What is being asked:
The entries below should be output exactly as written.

Dataset entries:
[Start of section]

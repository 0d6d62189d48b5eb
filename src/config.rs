use std::path::Path;
use std::time::Duration;

use anyhow::{Context, Result};
use serde::{Deserialize, Deserializer};

// ---------------------------------------------------------------------------
// Top-level config
// ---------------------------------------------------------------------------

#[derive(Debug, Clone, Default, Deserialize)]
pub struct Config {
    #[serde(default)]
    pub upstream: UpstreamConfig,
    #[serde(default)]
    pub access_cache: AccessCacheConfig,
}

// ---------------------------------------------------------------------------
// Upstream
// ---------------------------------------------------------------------------

#[derive(Debug, Clone, Deserialize)]
pub struct UpstreamConfig {
    /// Full URL of the GraphQL endpoint (e.g. `https://ghe.corp.example.com/api/graphql`).
    #[serde(default = "default_graphql_url")]
    pub graphql_url: String,
    /// Name of the environment variable that holds the API token.
    ///
    /// The token needs enough scope to read repository collaborators;
    /// without it GitHub only reports collaborators on public repositories.
    #[serde(default = "default_token_env")]
    pub token_env: String,
    /// Per-request timeout for access queries.
    #[serde(default = "default_request_timeout", with = "humantime_serde")]
    pub request_timeout: Duration,
}

impl Default for UpstreamConfig {
    fn default() -> Self {
        Self {
            graphql_url: default_graphql_url(),
            token_env: default_token_env(),
            request_timeout: default_request_timeout(),
        }
    }
}

fn default_graphql_url() -> String {
    "https://api.github.com/graphql".to_string()
}

fn default_token_env() -> String {
    "GITHUB_TOKEN".to_string()
}

fn default_request_timeout() -> Duration {
    Duration::from_secs(10)
}

// ---------------------------------------------------------------------------
// Access cache
// ---------------------------------------------------------------------------

#[derive(Debug, Clone, Deserialize)]
pub struct AccessCacheConfig {
    /// Idle TTL for repository entries.  `0s`, or any negative value,
    /// disables expiration.  Plain integers are read as seconds.
    #[serde(default = "default_ttl", deserialize_with = "deserialize_ttl")]
    pub ttl: Duration,
    /// Period of the background sweep that drops expired entries.  `0s`
    /// disables the sweeper; expired entries are then only dropped on read.
    #[serde(default = "default_sweep_interval", with = "humantime_serde")]
    pub sweep_interval: Duration,
}

impl Default for AccessCacheConfig {
    fn default() -> Self {
        Self {
            ttl: default_ttl(),
            sweep_interval: default_sweep_interval(),
        }
    }
}

fn default_ttl() -> Duration {
    crate::access::DEFAULT_TTL
}

fn default_sweep_interval() -> Duration {
    Duration::from_secs(60)
}

/// Parse a humantime TTL such as `5m`.  A leading `-` is accepted and maps to
/// zero, which disables expiration.
pub fn parse_ttl(s: &str) -> Result<Duration, humantime::DurationError> {
    let s = s.trim();
    match s.strip_prefix('-') {
        Some(magnitude) => {
            humantime::parse_duration(magnitude.trim_start()).map(|_| Duration::ZERO)
        }
        None => humantime::parse_duration(s),
    }
}

fn deserialize_ttl<'de, D>(deserializer: D) -> Result<Duration, D::Error>
where
    D: Deserializer<'de>,
{
    #[derive(Deserialize)]
    #[serde(untagged)]
    enum RawTtl {
        Seconds(i64),
        Text(String),
    }

    match RawTtl::deserialize(deserializer)? {
        RawTtl::Seconds(secs) => Ok(Duration::from_secs(u64::try_from(secs).unwrap_or(0))),
        RawTtl::Text(text) => parse_ttl(&text).map_err(serde::de::Error::custom),
    }
}

// ---------------------------------------------------------------------------
// Loader
// ---------------------------------------------------------------------------

/// Load and validate a [`Config`] from a YAML file at `path`.
pub fn load_config<P: AsRef<Path>>(path: P) -> Result<Config> {
    let path = path.as_ref();
    let contents = std::fs::read_to_string(path)
        .with_context(|| format!("failed to read config file: {}", path.display()))?;
    let config: Config = serde_yaml::from_str(&contents)
        .with_context(|| format!("failed to parse config file: {}", path.display()))?;
    validate_config(&config)?;
    Ok(config)
}

/// Sanity checks that cannot be expressed purely with serde.
fn validate_config(config: &Config) -> Result<()> {
    anyhow::ensure!(
        config.upstream.graphql_url.starts_with("http://")
            || config.upstream.graphql_url.starts_with("https://"),
        "upstream.graphql_url must be an http(s) URL"
    );
    anyhow::ensure!(
        !config.upstream.token_env.is_empty(),
        "upstream.token_env must not be empty"
    );
    anyhow::ensure!(
        !config.upstream.request_timeout.is_zero(),
        "upstream.request_timeout must be greater than zero"
    );
    Ok(())
}

#[cfg(test)]
mod tests {
    use std::io::Write;

    use super::*;

    fn write_config(yaml: &str) -> tempfile::NamedTempFile {
        let mut file = tempfile::NamedTempFile::new().unwrap();
        file.write_all(yaml.as_bytes()).unwrap();
        file
    }

    #[test]
    fn empty_file_uses_defaults() {
        let file = write_config("{}\n");
        let config = load_config(file.path()).unwrap();
        assert_eq!(config.upstream.graphql_url, "https://api.github.com/graphql");
        assert_eq!(config.upstream.token_env, "GITHUB_TOKEN");
        assert_eq!(config.upstream.request_timeout, Duration::from_secs(10));
        assert_eq!(config.access_cache.ttl, Duration::from_secs(300));
        assert_eq!(config.access_cache.sweep_interval, Duration::from_secs(60));
    }

    #[test]
    fn humantime_durations_are_parsed() {
        let file = write_config(
            r#"
upstream:
  graphql_url: https://ghe.example.com/api/graphql
  token_env: GHE_TOKEN
  request_timeout: 3s
access_cache:
  ttl: 90s
  sweep_interval: 0s
"#,
        );
        let config = load_config(file.path()).unwrap();
        assert_eq!(config.upstream.graphql_url, "https://ghe.example.com/api/graphql");
        assert_eq!(config.upstream.token_env, "GHE_TOKEN");
        assert_eq!(config.upstream.request_timeout, Duration::from_secs(3));
        assert_eq!(config.access_cache.ttl, Duration::from_secs(90));
        assert!(config.access_cache.sweep_interval.is_zero());
    }

    #[test]
    fn zero_ttl_is_accepted() {
        let file = write_config("access_cache:\n  ttl: 0s\n");
        let config = load_config(file.path()).unwrap();
        assert!(config.access_cache.ttl.is_zero());
    }

    #[test]
    fn negative_ttl_maps_to_zero() {
        let file = write_config("access_cache:\n  ttl: -5s\n");
        let config = load_config(file.path()).unwrap();
        assert!(config.access_cache.ttl.is_zero());

        let file = write_config("access_cache:\n  ttl: -30\n");
        let config = load_config(file.path()).unwrap();
        assert!(config.access_cache.ttl.is_zero());
    }

    #[test]
    fn integer_ttl_is_seconds() {
        let file = write_config("access_cache:\n  ttl: 45\n");
        let config = load_config(file.path()).unwrap();
        assert_eq!(config.access_cache.ttl, Duration::from_secs(45));
    }

    #[test]
    fn parse_ttl_clamps_negative_and_rejects_garbage() {
        assert_eq!(parse_ttl("2m").unwrap(), Duration::from_secs(120));
        assert_eq!(parse_ttl("-1h").unwrap(), Duration::ZERO);
        assert!(parse_ttl("-soon").is_err());
        assert!(parse_ttl("forever").is_err());
    }

    #[test]
    fn rejects_non_http_graphql_url() {
        let file = write_config("upstream:\n  graphql_url: ftp://example.com\n");
        let err = load_config(file.path()).unwrap_err();
        assert!(format!("{err:#}").contains("graphql_url"));
    }

    #[test]
    fn rejects_zero_request_timeout() {
        let file = write_config("upstream:\n  request_timeout: 0s\n");
        assert!(load_config(file.path()).is_err());
    }

    #[test]
    fn missing_file_reports_path() {
        let err = load_config("/nonexistent/forgelock.yaml").unwrap_err();
        assert!(format!("{err:#}").contains("/nonexistent/forgelock.yaml"));
    }
}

[End of section]

Response to this exercise:
repository 0d6d62189d48b5eb
filename src/config.rs
use std::path::Path;
use std::time::Duration;

use anyhow::{Context, Result};
use serde::{Deserialize, Deserializer};

// ---------------------------------------------------------------------------
// Top-level config
// ---------------------------------------------------------------------------

#[derive(Debug, Clone, Default, Deserialize)]
pub struct Config {
    #[serde(default)]
    pub upstream: UpstreamConfig,
    #[serde(default)]
    pub access_cache: AccessCacheConfig,
}

// ---------------------------------------------------------------------------
// Upstream
// ---------------------------------------------------------------------------

#[derive(Debug, Clone, Deserialize)]
pub struct UpstreamConfig {
    /// Full URL of the GraphQL endpoint (e.g. `https://ghe.corp.example.com/api/graphql`).
    #[serde(default = "default_graphql_url")]
    pub graphql_url: String,
    /// Name of the environment variable that holds the API token.
    ///
    /// The token needs enough scope to read repository collaborators;
    /// without it GitHub only reports collaborators on public repositories.
    #[serde(default = "default_token_env")]
    pub token_env: String,
    /// Per-request timeout for access queries.
    #[serde(default = "default_request_timeout", with = "humantime_serde")]
    pub request_timeout: Duration,
}

impl Default for UpstreamConfig {
    fn default() -> Self {
        Self {
            graphql_url: default_graphql_url(),
            token_env: default_token_env(),
            request_timeout: default_request_timeout(),
        }
    }
}

fn default_graphql_url() -> String {
    "https://api.github.com/graphql".to_string()
}

fn default_token_env() -> String {
    "GITHUB_TOKEN".to_string()
}

fn default_request_timeout() -> Duration {
    Duration::from_secs(10)
}

// ---------------------------------------------------------------------------
// Access cache
// ---------------------------------------------------------------------------

#[derive(Debug, Clone, Deserialize)]
pub struct AccessCacheConfig {
    /// Idle TTL for repository entries.  `0s`, or any negative value,
    /// disables expiration.  Plain integers are read as seconds.
    #[serde(default = "default_ttl", deserialize_with = "deserialize_ttl")]
    pub ttl: Duration,
    /// Period of the background sweep that drops expired entries.  `0s`
    /// disables the sweeper; expired entries are then only dropped on read.
    #[serde(default = "default_sweep_interval", with = "humantime_serde")]
    pub sweep_interval: Duration,
}

impl Default for AccessCacheConfig {
    fn default() -> Self {
        Self {
            ttl: default_ttl(),
            sweep_interval: default_sweep_interval(),
        }
    }
}

fn default_ttl() -> Duration {
    crate::access::DEFAULT_TTL
}

fn default_sweep_interval() -> Duration {
    Duration::from_secs(60)
}

/// Parse a humantime TTL such as `5m`.  A leading `-` is accepted and maps to
/// zero, which disables expiration.
pub fn parse_ttl(s: &str) -> Result<Duration, humantime::DurationError> {
    let s = s.trim();
    match s.strip_prefix('-') {
        Some(magnitude) => {
            humantime::parse_duration(magnitude.trim_start()).map(|_| Duration::ZERO)
        }
        None => humantime::parse_duration(s),
    }
}

fn deserialize_ttl<'de, D>(deserializer: D) -> Result<Duration, D::Error>
where
    D: Deserializer<'de>,
{
    #[derive(Deserialize)]
    #[serde(untagged)]
    enum RawTtl {
        Seconds(i64),
        Text(String),
    }

    match RawTtl::deserialize(deserializer)? {
        RawTtl::Seconds(secs) => Ok(Duration::from_secs(u64::try_from(secs).unwrap_or(0))),
        RawTtl::Text(text) => parse_ttl(&text).map_err(serde::de::Error::custom),
    }
}

// ---------------------------------------------------------------------------
// Loader
// ---------------------------------------------------------------------------

/// Load and validate a [`Config`] from a YAML file at `path`.
pub fn load_config<P: AsRef<Path>>(path: P) -> Result<Config> {
    let path = path.as_ref();
    let contents = std::fs::read_to_string(path)
        .with_context(|| format!("failed to read config file: {}", path.display()))?;
    let config: Config = serde_yaml::from_str(&contents)
        .with_context(|| format!("failed to parse config file: {}", path.display()))?;
    validate_config(&config)?;
    Ok(config)
}

/// Sanity checks that cannot be expressed purely with serde.
fn validate_config(config: &Config) -> Result<()> {
    anyhow::ensure!(
        config.upstream.graphql_url.starts_with("http://")
            || config.upstream.graphql_url.starts_with("https://"),
        "upstream.graphql_url must be an http(s) URL"
    );
    anyhow::ensure!(
        !config.upstream.token_env.is_empty(),
        "upstream.token_env must not be empty"
    );
    anyhow::ensure!(
        !config.upstream.request_timeout.is_zero(),
        "upstream.request_timeout must be greater than zero"
    );
    Ok(())
}

#[cfg(test)]
mod tests {
    use std::io::Write;

    use super::*;

    fn write_config(yaml: &str) -> tempfile::NamedTempFile {
        let mut file = tempfile::NamedTempFile::new().unwrap();
        file.write_all(yaml.as_bytes()).unwrap();
        file
    }

    #[test]
    fn empty_file_uses_defaults() {
        let file = write_config("{}\n");
        let config = load_config(file.path()).unwrap();
        assert_eq!(config.upstream.graphql_url, "https://api.github.com/graphql");
        assert_eq!(config.upstream.token_env, "GITHUB_TOKEN");
        assert_eq!(config.upstream.request_timeout, Duration::from_secs(10));
        assert_eq!(config.access_cache.ttl, Duration::from_secs(300));
        assert_eq!(config.access_cache.sweep_interval, Duration::from_secs(60));
    }

    #[test]
    fn humantime_durations_are_parsed() {
        let file = write_config(
            r#"
upstream:
  graphql_url: https://ghe.example.com/api/graphql
  token_env: GHE_TOKEN
  request_timeout: 3s
access_cache:
  ttl: 90s
  sweep_interval: 0s
"#,
        );
        let config = load_config(file.path()).unwrap();
        assert_eq!(config.upstream.graphql_url, "https://ghe.example.com/api/graphql");
        assert_eq!(config.upstream.token_env, "GHE_TOKEN");
        assert_eq!(config.upstream.request_timeout, Duration::from_secs(3));
        assert_eq!(config.access_cache.ttl, Duration::from_secs(90));
        assert!(config.access_cache.sweep_interval.is_zero());
    }

    #[test]
    fn zero_ttl_is_accepted() {
        let file = write_config("access_cache:\n  ttl: 0s\n");
        let config = load_config(file.path()).unwrap();
        assert!(config.access_cache.ttl.is_zero());
    }

    #[test]
    fn negative_ttl_maps_to_zero() {
        let file = write_config("access_cache:\n  ttl: -5s\n");
        let config = load_config(file.path()).unwrap();
        assert!(config.access_cache.ttl.is_zero());

        let file = write_config("access_cache:\n  ttl: -30\n");
        let config = load_config(file.path()).unwrap();
        assert!(config.access_cache.ttl.is_zero());
    }

    #[test]
    fn integer_ttl_is_seconds() {
        let file = write_config("access_cache:\n  ttl: 45\n");
        let config = load_config(file.path()).unwrap();
        assert_eq!(config.access_cache.ttl, Duration::from_secs(45));
    }

    #[test]
    fn parse_ttl_clamps_negative_and_rejects_garbage() {
        assert_eq!(parse_ttl("2m").unwrap(), Duration::from_secs(120));
        assert_eq!(parse_ttl("-1h").unwrap(), Duration::ZERO);
        assert!(parse_ttl("-soon").is_err());
        assert!(parse_ttl("forever").is_err());
    }

    #[test]
    fn rejects_non_http_graphql_url() {
        let file = write_config("upstream:\n  graphql_url: ftp://example.com\n");
        let err = load_config(file.path()).unwrap_err();
        assert!(format!("{err:#}").contains("graphql_url"));
    }

    #[test]
    fn rejects_zero_request_timeout() {
        let file = write_config("upstream:\n  request_timeout: 0s\n");
        assert!(load_config(file.path()).is_err());
    }

    #[test]
    fn missing_file_reports_path() {
        let err = load_config("/nonexistent/forgelock.yaml").unwrap_err();
        assert!(format!("{err:#}").contains("/nonexistent/forgelock.yaml"));
    }
}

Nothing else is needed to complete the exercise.